October Investment Update

Dear investors and well-wishers,

The fund contracted -1.1% in September. The Nasdaq dropped -5.7% and the ASX200 Total Return dropped -1.5%, putting us at +52% net for the calendar year-to-date. We'll be hosting a webinar at 1030am next Monday, please register here and reply to this email with any questions you want us to address.

We took advantage of the volatility in September and were buyers throughout the tech sell-off, which has helped October off to a strong start.

We have now identified quite a few >3x opportunities:

There were other strong performers like Pointsbet (4x) and Appen (9x) which we no longer hold.

Is current market pricing irrational?

This comes up all the time, and there is a strange consensus that the market has got ahead of itself.

We have long maintained that it was the selloff that was irrational. As we wrote at the time and since, the end of March was close to the perfect environment for stocks, with:

- a temporary shock

- 30-40% declines in major indices,

- maximum pessimism, flight to cash, short interest

- cash handouts to companies and citizens

- rate cuts to zero and tens of billions of liquidity.

It's interesting to see some of the sellers from earlier in the year wading back into the market.

The entire value of global business lies in the future. A weak quarter or even year has a negligible impact on the future of modern industry, which has lasted hundreds of years so far, and will hopefully last many more.


We had an interesting discussion lately where it was suggested our strategy chased operational momentum. There is a lot of truth in that: we want companies that are winning and kicking goals. If a company is doing something truly special, that should be visibly recognised by consumers. If the consumers aren't buying it, perhaps it's not so special after all.

The real money was made buying companies visibly accelerating and winning, rather than bottom-feeding the losers.

Interestingly, that was also the correct strategy in the period before the sell-off, and we expect that to hold true in the future too. This strongly informs our sell discipline: we want a portfolio of winners with plenty of competition to make it in. Companies that don't maintain the highest levels of operational performance will be replaced. Fortunately, we are spoiled for choice.

Momentum is a dirty word in finance. There are hundreds of billions of dollars invested in momentum strategies around the world, most of which have had a very tough time trading the twists and turns of the past couple of years.

We have made many of our best investments (eg Carvana, Pinduoduo) when price momentum was trending down.

Negative price momentum, positive fundamental momentum, is very much a sweet spot for us.


We added to Redbubble, which has built a genuine two-sided marketplace, something of a holy grail in startup-land. In this case, artists upload designs, and shoppers buy them printed on mugs, shirts, face masks, and so on.

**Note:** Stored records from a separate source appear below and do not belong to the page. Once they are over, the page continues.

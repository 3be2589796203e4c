//! PostgreSQL plumbing shared by the relational stores
//!
//! Pool creation, schema migration, market/coin catalog sync and the
//! Postgres-backed [`PositionStore`].

use async_trait::async_trait;
use sqlx::postgres::PgPoolOptions;
use sqlx::{PgPool, Row};
use std::collections::HashMap;
use std::time::Duration;
use tracing::info;

use crate::error::StorageError;
use crate::positions::PositionStore;
use crate::Result;
use common::Market;
use config::{CoinConfig, PostgresConfig};

/// Open a connection pool.
pub async fn connect(config: &PostgresConfig) -> Result<PgPool> {
    let pool = PgPoolOptions::new()
        .max_connections(config.max_connections)
        .acquire_timeout(Duration::from_secs(config.connection_timeout_seconds))
        .idle_timeout(Duration::from_secs(config.idle_timeout_seconds))
        .connect(&config.connection_url())
        .await
        .map_err(|e| StorageError::Connection(format!("Failed to connect to database: {}", e)))?;

    info!(host = %config.host, database = %config.database, "Connected to PostgreSQL");
    Ok(pool)
}

/// Run the migration SQL to create tables.
pub async fn run_migrations(pool: &PgPool) -> Result<()> {
    let migration_sql = include_str!("../../../migrations/001_spot_core.sql");
    sqlx::raw_sql(migration_sql)
        .execute(pool)
        .await
        .map_err(|e| StorageError::Backend(format!("Migration failed: {}", e)))?;
    info!("Database migrations completed successfully");
    Ok(())
}

/// Upsert configured coins and markets into the catalog tables.
pub async fn sync_catalog(pool: &PgPool, coins: &[CoinConfig], markets: &[Market]) -> Result<()> {
    let mut tx = pool.begin().await?;

    for coin in coins {
        sqlx::query(
            r#"
            INSERT INTO coins (symbol, name, precision, updated_at)
            VALUES ($1, $2, $3, NOW())
            ON CONFLICT (symbol) DO UPDATE
            SET name = EXCLUDED.name, precision = EXCLUDED.precision, updated_at = NOW()
            "#,
        )
        .bind(&coin.symbol)
        .bind(&coin.name)
        .bind(coin.precision as i32)
        .execute(&mut *tx)
        .await?;
    }

    for market in markets {
        let status = match market.status {
            common::MarketStatus::Active => "active",
            common::MarketStatus::Disabled => "disabled",
        };
        sqlx::query(
            r#"
            INSERT INTO markets (id, base, quote, base_precision, quote_precision,
                min_base_volume, min_quote_volume, max_base_price, max_quote_price,
                max_quote_spend, status, updated_at)
            VALUES ($1, $2, $3, $4, $5, $6, $7, $8, $9, $10, $11, NOW())
            ON CONFLICT (id) DO UPDATE SET
                base = EXCLUDED.base,
                quote = EXCLUDED.quote,
                base_precision = EXCLUDED.base_precision,
                quote_precision = EXCLUDED.quote_precision,
                min_base_volume = EXCLUDED.min_base_volume,
                min_quote_volume = EXCLUDED.min_quote_volume,
                max_base_price = EXCLUDED.max_base_price,
                max_quote_price = EXCLUDED.max_quote_price,
                max_quote_spend = EXCLUDED.max_quote_spend,
                status = EXCLUDED.status,
                updated_at = NOW()
            "#,
        )
        .bind(&market.id)
        .bind(&market.base)
        .bind(&market.quote)
        .bind(market.base_precision as i32)
        .bind(market.quote_precision as i32)
        .bind(to_db(market.min_base_volume)?)
        .bind(to_db(market.min_quote_volume)?)
        .bind(to_db(market.max_base_price)?)
        .bind(to_db(market.max_quote_price)?)
        .bind(to_db(market.max_quote_spend)?)
        .bind(status)
        .execute(&mut *tx)
        .await?;
    }

    tx.commit().await?;
    info!(coins = coins.len(), markets = markets.len(), "Catalog synchronised");
    Ok(())
}

/// Scaled integers are stored as BIGINT.
pub fn to_db(value: u64) -> Result<i64> {
    i64::try_from(value).map_err(|_| StorageError::Backend(format!("{} exceeds BIGINT", value)))
}

pub fn from_db(value: i64) -> Result<u64> {
    u64::try_from(value).map_err(|_| StorageError::Corrupt(format!("negative value {}", value)))
}

/// Queue positions in the `queue_positions` table
#[derive(Debug, Clone)]
pub struct PostgresPositionStore {
    pool: PgPool,
}

impl PostgresPositionStore {
    pub fn new(pool: PgPool) -> Self {
        Self { pool }
    }
}

#[async_trait]
impl PositionStore for PostgresPositionStore {
    async fn load(&self, component: &str) -> Result<HashMap<String, u64>> {
        let rows = sqlx::query("SELECT topic, next_offset FROM queue_positions WHERE component = $1")
            .bind(component)
            .fetch_all(&self.pool)
            .await?;

        rows.iter()
            .map(|row| -> Result<(String, u64)> {
                let topic: String = row.try_get("topic")?;
                let offset: i64 = row.try_get("next_offset")?;
                Ok((topic, from_db(offset)?))
            })
            .collect()
    }

    async fn save(&self, component: &str, topic: &str, next_offset: u64) -> Result<()> {
        sqlx::query(
            r#"
            INSERT INTO queue_positions (component, topic, next_offset)
            VALUES ($1, $2, $3)
            ON CONFLICT (component, topic) DO UPDATE SET next_offset = EXCLUDED.next_offset
            "#,
        )
        .bind(component)
        .bind(topic)
        .bind(to_db(next_offset)?)
        .execute(&self.pool)
        .await?;
        Ok(())
    }
}

#[cfg(test)]
mod tests {
    use super::*;

    #[test]
    fn test_bigint_conversion() {
        assert_eq!(to_db(42).unwrap(), 42);
        assert!(to_db(u64::MAX).is_err());
        assert_eq!(from_db(7).unwrap(), 7);
        assert!(from_db(-1).is_err());
    }
}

94% of the firm's sales are overseas, and in their last update they grew revenue at over 100%. The firm trades on 2.5x sales and ~23x forward EBITDA, and these numbers were considerably lower at our initial entry price.

A clear peer is Etsy in the United States, which trades on 12x sales, so there is plenty of room to move upwards.

Redbubble has moved up decisively through Amazon's Alexa rankings, jumping from ~#950 for months ago to the top 500 websites globally. There's a power law here, so each jump is harder than the one before.

We have noticed quite a few local Australian companies growing at triple digits, trading on fractions of equivalent companies overseas. A handy reversal of the life sciences, where certain Australian companies seem richly priced compared to overseas (not, of course, the ones we invest in!)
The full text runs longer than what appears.